Yeah yeah.  It was the SCOTSMAN, King James I of England/Wales, VI of Scotland, that unified England/Wales's crown with that of Scotland's, and the Union Flag (or Union Jack) which so many Irishmen hate was also the creation of a Scotsman - not an Englishman.  It was James I (VI) who created the Union Flag.  Nothing to do with the English.  Britain is a SCOTTISH creation.


----------



## Brioche

Blackleaf said:


> Yeah yeah. It was the SCOTSMAN, King James I of England/Wales, VI of Scotland, that unified England/Wales's crown with that of Scotland's, and the Union Flag (or Union Jack) which so many Irishmen hate was also the creation of a Scotsman - not an Englishman. It was James I (VI) who created the Union Flag. Nothing to do with the English. Britain is a SCOTTISH creation.


 
Not quite the whole story.

James VI and I was King of Scotland and King of England, two separate monarchies. The next monarchs, Charles I, Charles II, James VII and II, William III and Mary II, and Queen Anne were King/Queen of Scotland and King/Queen of England.

The two monarchies of Scotland and England were united as the _United Kingdom of Great Britain_ in 1707. Queen Anne was the last monarch of Scotland, the last monarch of England, and the first monarch of the UK. Officially, Ireland remained a separate monarchy until 1801.

Coercive tactics, trade restrictions and bribery were involved in "persuading" the Scottish parliament to agree to the Union of Scotland and England. The Union was *not* a Scottish initiative.


----------



## maxiogee

Blackleaf said:


> Yeah yeah.  It was the SCOTSMAN, King James I of England/Wales, VI of Scotland, that unified England/Wales's crown with that of Scotland's,



You say this as if he wasn't backed up in doing this by the English. You seem to imply that wee Scotland was the power behind the action. Surely you know better than that, and if you don't, shame on your teachers. The fact that the Scots had to be coerced into the Union is a well-documented story. 



> and the Union Flag (or Union Jack) which so many Irishmen hate


What has that got to do with anything? Is there an unspoken content which I am missing?

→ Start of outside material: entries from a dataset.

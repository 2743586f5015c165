use crossterm::event::{self, KeyCode, KeyModifiers};

use super::app::{App, Mode};
use super::keymap::Action;

/// Edit a text buffer in place. `cursor` is a byte offset and always stays
/// on a char boundary.
fn handle_text_input(buffer: &mut String, cursor: &mut usize, key: event::KeyEvent) {
    match key.code {
        KeyCode::Left => {
            if let Some((i, _)) = buffer[..*cursor].char_indices().next_back() {
                *cursor = i;
            }
        }
        KeyCode::Right => {
            if let Some(c) = buffer[*cursor..].chars().next() {
                *cursor += c.len_utf8();
            }
        }
        KeyCode::Home => *cursor = 0,
        KeyCode::End => *cursor = buffer.len(),
        KeyCode::Backspace => {
            if let Some((i, _)) = buffer[..*cursor].char_indices().next_back() {
                buffer.drain(i..*cursor);
                *cursor = i;
            }
        }
        KeyCode::Delete => {
            if let Some(c) = buffer[*cursor..].chars().next() {
                buffer.drain(*cursor..*cursor + c.len_utf8());
            }
        }
        KeyCode::Char('u') if key.modifiers.contains(KeyModifiers::CONTROL) => {
            buffer.drain(..*cursor);
            *cursor = 0;
        }
        KeyCode::Char(c) => {
            if key.modifiers.is_empty() || key.modifiers == KeyModifiers::SHIFT {
                buffer.insert(*cursor, c);
                *cursor += c.len_utf8();
            }
        }
        _ => {}
    }
}

/// Result of applying an action.
#[derive(Clone, Copy, Debug, PartialEq, Eq)]
pub enum ApplyResult {
    Continue,
    Quit,
}

/// Apply an action to the application state.
///
/// Returns `ApplyResult::Quit` if the application should exit.
pub fn apply_action(app: &mut App, action: Action) -> ApplyResult {
    match action {
        Action::Cancel => match app.mode {
            Mode::Edit => app.cancel_edit(),
            Mode::Command => {
                app.mode = Mode::Normal;
                app.command_buffer.clear();
                app.command_cursor = 0;
            }
            Mode::Normal => {}
        },

        Action::EnterEdit => app.enter_edit_mode(),
        Action::StartFormula => app.start_formula(),
        Action::CommitEdit => app.commit_edit_and_move(0, 1),
        Action::CommitEditRight => app.commit_edit_and_move(1, 0),
        Action::EnterCommand => {
            app.mode = Mode::Command;
            app.command_buffer.clear();
            app.command_cursor = 0;
        }
        Action::ExecuteCommand => {
            if app.execute_command() {
                return ApplyResult::Quit;
            }
        }
        Action::ClearCell => app.clear_current_cell(),

        Action::Move(dx, dy) => app.move_cursor(dx, dy),
        Action::Page(dir) => {
            let delta = app.visible_rows as i32 * dir;
            app.move_cursor(0, delta);
        }
        Action::HomeCol => {
            app.cursor_col = 0;
            app.update_viewport();
        }
        Action::EndCol => {
            app.cursor_col = app.max_cols.saturating_sub(1);
            app.update_viewport();
        }
        Action::GotoFirst => app.goto_first(),
        Action::GotoLast => app.goto_last(),
        Action::OpenGotoPrompt => {
            app.mode = Mode::Command;
            app.command_buffer = "goto ".to_string();
            app.command_cursor = app.command_buffer.len();
        }

        Action::ToggleBold => app.toggle_bold(),
        Action::ToggleItalic => app.toggle_italic(),
        Action::SetFormat(format) => app.set_format(Some(format)),

        Action::IncColWidth => app.increase_column_width(),
        Action::DecColWidth => app.decrease_column_width(),
        Action::Save => app.save_file(),
        Action::OpenHelp => app.help_modal = true,
    }
    ApplyResult::Continue
}

pub fn handle_edit_text(app: &mut App, key: event::KeyEvent) {
    handle_text_input(&mut app.edit_buffer, &mut app.edit_cursor, key);
}

pub fn handle_command_text(app: &mut App, key: event::KeyEvent) {
    handle_text_input(&mut app.command_buffer, &mut app.command_cursor, key);
}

> Britain is a SCOTTISH creation.


I would agree that, without the contribution of a vast number of notable Scots, the entity which was the British Empire would not have been what it was, but that is not quite the same thing.
Just because the monarch at the time was a Scot doesn't mean that the creation of the Union was a Scottish deed.

You seem to have a little problem with the concept. 
Did some Scot scowl at your mammy when she was carrying you? 

and finally


> Britain is a SCOTTISH creation.


Check out…
…who actually signed the Act of Union.
…when it happened.
…when King James I & VI died.


----------



## Outsider

Blackleaf said:


> What?!?!  Wales has been unified with England since around 1282.  Since 1282 Wales and England have been the a part of the same country.  The British (and the Welsh are British too) have to accept Wales as part of their country as it has been joined with England for 600 years.  England and Wales have been joined together for far longer than than California and New York have been joined together.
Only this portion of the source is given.